# Brush Bandit 250xp engine type



## chhonos (Mar 1, 2015)

Hey guys, 
I am a university student and I run an arborist business during the summer. Last summer I rented a Vermeer BC700, which was a bit small for my needs. I have decided to buy a chipper for this coming summer. After doing some research, I realize that there are several options in the 12" range. One model that has caught my attention is the Bandit 250xp. Now I have found (what I think) are a few great deals! Keep in mind, my original budget for this chipper is about $5000-7000. These are the two chippers that I am currently most interested in:
1997 Bandit 250xp with Ford 4.9 gas engine (6 cylinder). I dont know the horsepower...It has 4700 hours on it. Price: $3500 (after negotiation)

1999 Bandit 250xp with Perkins diesel engine (owner says 98hp). 4900 hours on machine. Price: $5000 (after negotiation)

So I don't know much about the two different engines....
Basically what I am wondering is what you guys would suggest? Am I making a good decision buying either of these two units? I figure at the price....I have some room to repair them if something goes wrong. Id appreciate your input if you have any info that could help!


----------



## gorman (Mar 1, 2015)

Comparing hp doesn't matter as much as torque. You'll get way more foot pounds on a diesel chipper. Go diesel. Unless you're in Cali.


----------



## chhonos (Mar 1, 2015)

gorman said:


> Comparing hp doesn't matter as much as torque. You'll get way more foot pounds on a diesel chipper. Go diesel. Unless you're in Cali.

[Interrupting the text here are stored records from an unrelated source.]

//! Durable ledger store contract and the SQLite-backed default.
//!
//! The core only needs record/update/query against whatever engine persists
//! transfer history; `SqliteLedgerStore` is the bundled default, but tests
//! and embedders can supply anything implementing `LedgerStore`.

use super::TransferStatus;
use chrono::Utc;
use std::path::{Path, PathBuf};
use std::sync::Mutex;
use thiserror::Error;

/// Failure reported by a ledger store operation.
#[derive(Debug, Clone, Error)]
#[error("{0}")]
pub struct StoreError(pub String);

impl From<rusqlite::Error> for StoreError {
    fn from(err: rusqlite::Error) -> Self {
        StoreError(err.to_string())
    }
}

/// Narrow contract against the durable transfer-history engine.
///
/// The core never assumes success: a failed `record_begin` is fatal for that
/// transfer and blocks the move.
pub trait LedgerStore: Send + Sync {
    /// Durably record a transfer about to start; returns the record handle.
    fn record_begin(&self, file: &Path, rule: &str, size: u64) -> Result<i64, StoreError>;

    /// Update a previously recorded transfer.
    fn update_status(
        &self,
        record_id: i64,
        status: TransferStatus,
        error: Option<&str>,
        attempt_count: u32,
    ) -> Result<(), StoreError>;
}

/// One row of persisted transfer history.
#[derive(Debug, Clone)]
pub struct HistoryRow {
    pub id: i64,
    pub file_path: String,
    pub rule_name: String,
    pub size: u64,
    pub status: String,
    pub attempt_count: u32,
    pub last_error: Option<String>,
}

/// SQLite-backed ledger store.
pub struct SqliteLedgerStore {
    db_path: PathBuf,
}

impl SqliteLedgerStore {
    /// Open or create the ledger database under `dir`.
    pub fn open(dir: &Path) -> Result<Self, StoreError> {
        std::fs::create_dir_all(dir)
            .map_err(|e| StoreError(format!("failed to create ledger directory: {e}")))?;

        let db_path = dir.join("transfers.db");
        let conn = Self::connect(&db_path)?;
        conn.execute_batch(
            r#"
            CREATE TABLE IF NOT EXISTS transfers (
                id INTEGER PRIMARY KEY AUTOINCREMENT,
                file_path TEXT NOT NULL,
                rule_name TEXT NOT NULL,
                size INTEGER NOT NULL,
                status TEXT NOT NULL,
                attempt_count INTEGER NOT NULL DEFAULT 0,
                last_error TEXT,
                started_at TEXT NOT NULL,
                finished_at TEXT
            );

            CREATE INDEX IF NOT EXISTS idx_transfers_file ON transfers(file_path);
            CREATE INDEX IF NOT EXISTS idx_transfers_status ON transfers(status);
            "#,
        )?;

        Ok(Self { db_path })
    }

    fn connect(path: &Path) -> Result<rusqlite::Connection, StoreError> {
        Ok(rusqlite::Connection::open(path)?)
    }

    fn conn(&self) -> Result<rusqlite::Connection, StoreError> {
        Self::connect(&self.db_path)
    }

    /// Most recent transfer rows, newest first. Supports the external UI's
    /// history view; the core itself never reads this back.
    pub fn history(&self, limit: u32) -> Result<Vec<HistoryRow>, StoreError> {
        let conn = self.conn()?;
        let mut stmt = conn.prepare(
            "SELECT id, file_path, rule_name, size, status, attempt_count, last_error
             FROM transfers ORDER BY id DESC LIMIT ?1",
        )?;
        let rows = stmt
            .query_map([limit], |row| {
                Ok(HistoryRow {
                    id: row.get(0)?,
                    file_path: row.get(1)?,
                    rule_name: row.get(2)?,
                    size: row.get::<_, i64>(3)? as u64,
                    status: row.get(4)?,
                    attempt_count: row.get::<_, i64>(5)? as u32,
                    last_error: row.get(6)?,
                })
            })?
            .collect::<Result<Vec<_>, _>>()?;
        Ok(rows)
    }
}

impl LedgerStore for SqliteLedgerStore {
    fn record_begin(&self, file: &Path, rule: &str, size: u64) -> Result<i64, StoreError> {
        let conn = self.conn()?;
        conn.execute(
            "INSERT INTO transfers (file_path, rule_name, size, status, attempt_count, started_at)
             VALUES (?1, ?2, ?3, ?4, 0, ?5)",
            rusqlite::params![
                file.to_string_lossy(),
                rule,
                size as i64,
                TransferStatus::InProgress.as_str(),
                Utc::now().to_rfc3339(),
            ],
        )?;
        Ok(conn.last_insert_rowid())
    }

    fn update_status(
        &self,
        record_id: i64,
        status: TransferStatus,
        error: Option<&str>,
        attempt_count: u32,
    ) -> Result<(), StoreError> {
        let conn = self.conn()?;
        let finished_at = match status {
            TransferStatus::InProgress => None,
            _ => Some(Utc::now().to_rfc3339()),
        };
        let updated = conn.execute(
            "UPDATE transfers
             SET status = ?1, last_error = ?2, attempt_count = ?3, finished_at = ?4
             WHERE id = ?5",
            rusqlite::params![status.as_str(), error, attempt_count as i64, finished_at, record_id],
        )?;
        if updated == 0 {
            return Err(StoreError(format!("no transfer record with id {record_id}")));
        }
        Ok(())
    }
}

/// In-memory store used by tests and embedders that keep history elsewhere.
#[derive(Default)]
pub struct MemoryLedgerStore {
    inner: Mutex<MemoryInner>,
    /// When set, `record_begin` fails; exercises the accountability path.
    pub fail_begin: bool,
}

#[derive(Default)]
struct MemoryInner {
    next_id: i64,
    updates: Vec<(i64, TransferStatus, Option<String>, u32)>,
    begins: Vec<(PathBuf, String, u64)>,
}

impl MemoryLedgerStore {
    pub fn new() -> Self {
        Self::default()
    }

    pub fn failing() -> Self {
        Self {
            inner: Mutex::default(),
            fail_begin: true,
        }
    }

    /// Number of `record_begin` calls observed.
    pub fn begin_count(&self) -> usize {
        self.inner.lock().map(|i| i.begins.len()).unwrap_or(0)
    }

    /// All status updates observed, in order.
    pub fn updates(&self) -> Vec<(i64, TransferStatus, Option<String>, u32)> {
        self.inner.lock().map(|i| i.updates.clone()).unwrap_or_default()
    }
}

impl LedgerStore for MemoryLedgerStore {
    fn record_begin(&self, file: &Path, rule: &str, size: u64) -> Result<i64, StoreError> {
        if self.fail_begin {
            return Err(StoreError("ledger store unavailable".to_string()));
        }
        let mut inner = self
            .inner
            .lock()
            .map_err(|_| StoreError("memory store poisoned".to_string()))?;
        inner.next_id += 1;
        let id = inner.next_id;
        inner.begins.push((file.to_path_buf(), rule.to_string(), size));
        Ok(id)
    }

    fn update_status(
        &self,
        record_id: i64,
        status: TransferStatus,
        error: Option<&str>,
        attempt_count: u32,
    ) -> Result<(), StoreError> {
        let mut inner = self
            .inner
            .lock()
            .map_err(|_| StoreError("memory store poisoned".to_string()))?;
        inner
            .updates
            .push((record_id, status, error.map(String::from), attempt_count));
        Ok(())
    }
}

#[cfg(test)]
mod tests {
    use super::*;
    use tempfile::TempDir;

    #[test]
    fn test_sqlite_round_trip() {
        let temp = TempDir::new().unwrap();
        let store = SqliteLedgerStore::open(temp.path()).unwrap();

        let id = store
            .record_begin(Path::new("/watch/in/a.txt"), "text", 42)
            .unwrap();
        store
            .update_status(id, TransferStatus::Success, None, 0)
            .unwrap();

        let history = store.history(10).unwrap();
        assert_eq!(history.len(), 1);
        assert_eq!(history[0].file_path, "/watch/in/a.txt");
        assert_eq!(history[0].status, "success");
        assert_eq!(history[0].size, 42);
    }

    #[test]
    fn test_sqlite_update_unknown_id_fails() {
        let temp = TempDir::new().unwrap();
        let store = SqliteLedgerStore::open(temp.path()).unwrap();

        let result = store.update_status(999, TransferStatus::Failed, Some("boom"), 1);
        assert!(result.is_err());
    }
}
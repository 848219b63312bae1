//! The move primitive.
//!
//! The engine only ever asks for "move this file there, overwriting or
//! not"; everything else (what to move, when, whether it is safe) is decided
//! upstream. The default mover renames within a volume and falls back to
//! copy-then-delete across volumes, syncing the copy before the source is
//! removed.

use std::fs;
use std::io;
use std::path::{Path, PathBuf};
use thiserror::Error;

/// Move failures, retryable by the ledger's attempt accounting.
#[derive(Debug, Error)]
pub enum MoveError {
    #[error("destination folder could not be created: {0}")]
    CreateDestination(#[source] io::Error),
    #[error("rename failed: {0}")]
    Rename(#[source] io::Error),
    #[error("copy fallback failed: {0}")]
    Copy(#[source] io::Error),
    #[error("source could not be removed after copy: {0}")]
    RemoveSource(#[source] io::Error),
}

/// What the mover did.
#[derive(Debug, Clone, PartialEq, Eq)]
pub enum MoveOutcome {
    /// The file now lives at the destination path
    Moved(PathBuf),
    /// The destination already existed and the policy said skip
    SkippedExisting(PathBuf),
}

/// Contract the engine holds against the move implementation.
pub trait FileMover: Send + Sync {
    fn move_file(&self, src: &Path, dst_dir: &Path, overwrite: bool)
        -> Result<MoveOutcome, MoveError>;
}

/// Default mover: atomic rename with a cross-device copy-then-delete
/// fallback.
pub struct AtomicMover;

impl FileMover for AtomicMover {
    fn move_file(
        &self,
        src: &Path,
        dst_dir: &Path,
        overwrite: bool,
    ) -> Result<MoveOutcome, MoveError> {
        fs::create_dir_all(dst_dir).map_err(MoveError::CreateDestination)?;

        let file_name = src.file_name().unwrap_or_default();
        let dst = dst_dir.join(file_name);

        if dst.exists() && !overwrite {
            return Ok(MoveOutcome::SkippedExisting(dst));
        }

        match fs::rename(src, &dst) {
            Ok(()) => Ok(MoveOutcome::Moved(dst)),
            Err(e) if is_cross_device(&e) => copy_then_delete(src, &dst),
            Err(e) => Err(MoveError::Rename(e)),
        }
    }
}

/// Cross-volume renames fail with EXDEV on Unix and
/// ERROR_NOT_SAME_DEVICE on Windows.
fn is_cross_device(err: &io::Error) -> bool {
    #[cfg(unix)]
    {
        err.raw_os_error() == Some(18)
    }
    #[cfg(not(unix))]
    {
        err.raw_os_error() == Some(17)
    }
}

fn copy_then_delete(src: &Path, dst: &Path) -> Result<MoveOutcome, MoveError> {
    fs::copy(src, dst).map_err(MoveError::Copy)?;

    // The copy must be durable before the only other copy disappears.
    let copied = fs::File::open(dst).map_err(MoveError::Copy)?;
    copied.sync_all().map_err(MoveError::Copy)?;
    drop(copied);

    fs::remove_file(src).map_err(MoveError::RemoveSource)?;
    Ok(MoveOutcome::Moved(dst.to_path_buf()))
}

/// Test double that records every call and answers from a script.
pub struct RecordingMover {
    calls: std::sync::Mutex<Vec<(PathBuf, PathBuf, bool)>>,
    fail_times: std::sync::atomic::AtomicU32,
}

impl RecordingMover {
    pub fn new() -> Self {
        Self {
            calls: std::sync::Mutex::new(Vec::new()),
            fail_times: std::sync::atomic::AtomicU32::new(0),
        }
    }

    /// Fail the next `n` calls with a rename error, then succeed.
    pub fn failing_times(n: u32) -> Self {
        let mover = Self::new();
        mover.fail_times.store(n, std::sync::atomic::Ordering::SeqCst);
        mover
    }

    pub fn calls(&self) -> Vec<(PathBuf, PathBuf, bool)> {
        self.calls.lock().map(|c| c.clone()).unwrap_or_default()
    }

    pub fn call_count(&self) -> usize {
        self.calls.lock().map(|c| c.len()).unwrap_or(0)
    }
}

impl Default for RecordingMover {
    fn default() -> Self {
        Self::new()
    }
}

impl FileMover for RecordingMover {
    fn move_file(
        &self,
        src: &Path,
        dst_dir: &Path,
        overwrite: bool,
    ) -> Result<MoveOutcome, MoveError> {
        if let Ok(mut calls) = self.calls.lock() {
            calls.push((src.to_path_buf(), dst_dir.to_path_buf(), overwrite));
        }
        let remaining = self.fail_times.load(std::sync::atomic::Ordering::SeqCst);
        if remaining > 0 {
            self.fail_times
                .store(remaining - 1, std::sync::atomic::Ordering::SeqCst);
            return Err(MoveError::Rename(io::Error::new(
                io::ErrorKind::Other,
                "scripted failure",
            )));
        }
        Ok(MoveOutcome::Moved(
            dst_dir.join(src.file_name().unwrap_or_default()),
        ))
    }
}

#[cfg(test)]
mod tests {
    use super::*;
    use tempfile::TempDir;

    #[test]
    fn test_move_within_volume() {
        let temp = TempDir::new().unwrap();
        let src = temp.path().join("a.txt");
        let dst_dir = temp.path().join("out");
        fs::write(&src, b"payload").unwrap();

        let outcome = AtomicMover.move_file(&src, &dst_dir, false).unwrap();
        assert_eq!(outcome, MoveOutcome::Moved(dst_dir.join("a.txt")));
        assert!(!src.exists());
        assert_eq!(fs::read(dst_dir.join("a.txt")).unwrap(), b"payload");
    }

    #[test]
    fn test_collision_skip_leaves_both() {
        let temp = TempDir::new().unwrap();
        let src = temp.path().join("a.txt");
        let dst_dir = temp.path().join("out");
        fs::create_dir_all(&dst_dir).unwrap();
        fs::write(&src, b"new").unwrap();
        fs::write(dst_dir.join("a.txt"), b"old").unwrap();

        let outcome = AtomicMover.move_file(&src, &dst_dir, false).unwrap();
        assert_eq!(outcome, MoveOutcome::SkippedExisting(dst_dir.join("a.txt")));
        assert!(src.exists());
        assert_eq!(fs::read(dst_dir.join("a.txt")).unwrap(), b"old");
    }

    #[test]
    fn test_collision_overwrite_replaces() {
        let temp = TempDir::new().unwrap();
        let src = temp.path().join("a.txt");
        let dst_dir = temp.path().join("out");
        fs::create_dir_all(&dst_dir).unwrap();
        fs::write(&src, b"new").unwrap();
        fs::write(dst_dir.join("a.txt"), b"old").unwrap();

        let outcome = AtomicMover.move_file(&src, &dst_dir, true).unwrap();
        assert_eq!(outcome, MoveOutcome::Moved(dst_dir.join("a.txt")));
        assert!(!src.exists());
        assert_eq!(fs::read(dst_dir.join("a.txt")).unwrap(), b"new");
    }

    #[test]
    fn test_missing_source_is_an_error() {
        let temp = TempDir::new().unwrap();
        let src = temp.path().join("gone.txt");
        let dst_dir = temp.path().join("out");

        let result = AtomicMover.move_file(&src, &dst_dir, false);
        assert!(matches!(result, Err(MoveError::Rename(_))));
    }
}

So I am aware that the diesel will have more torque than the gas engine. I am pretty sure that either engine on this model will be sufficient for my chipping needs. I am more concerned about the number of hours on the units. I know almost 5000 hours is a lot....so I guess I am more concerned with maintenance and what I will probably need to change on either unit. 
Basically, is it a terrible idea to buy a chipper with that many hours on it?


----------



## gorman (Mar 1, 2015)

For a starter, no it's fine. But a gas engine with 5k hours is gonna have one foot in the grave and the other on a banana peel. A Perkins not as much. Start somewhere and work from there. Get it checked out and know things will happen. Things breaking is part of being in this business. You just have to roll with it.


----------



## chhonos (Mar 1, 2015)

Really? See thats what I was wondering. Cuz I read up on the Ford straight 6 4.9 engine...and some have supposedly run in trucks up to 10,000 hours. 
Either way, you would suggest spending the extra $1500 on the one with the Diesel engine. Good to know. Does anyone else have an opinion to share?


----------



## chhonos (Mar 2, 2015)

Let me clarify....both machines have similar hours on them. With that many hours, most likely several parts will need replacing...bearings, hydrolic hoses etc. But when it comes to the engines....that is more my main concern here. Does everyone agree that between the diesel and gas engines...the diesel would most likely be in much better shape for a machine that age? Cuz the way i see it....assuming that both will need random parts replaced...the engine is the most costly thing to fix. So is it worth spending $1500 less on the gas engine and then have more reserve cash for repairs? OR....spend $1500 more and go with the diesel. Another thing I have read is that a diesel engine will be more costly to repair than a gas engine.


----------



## TC262 (Mar 2, 2015)

If the engine is your consern buy the gasser. They are 120hp but similar in power to the Perkins. Parts and replacements for the engine are cheap tho. Most parts on there (distributer, starter, alternator etc) is probably in stock at your local auto parts house. If the motor bites the bullet you can probably find a junk yard motor for under $300. If one part blows off the Perkins you'll be lucky to get off for under $300. You'll run through more fuel with the gasser tho. The ford 300 strait six is one of the most reliable motors ever made.


----------



## matdand (Mar 2, 2015)

You can take an oil/coolant sample and send it off for testing, could give you some heads up on what the engines have been through.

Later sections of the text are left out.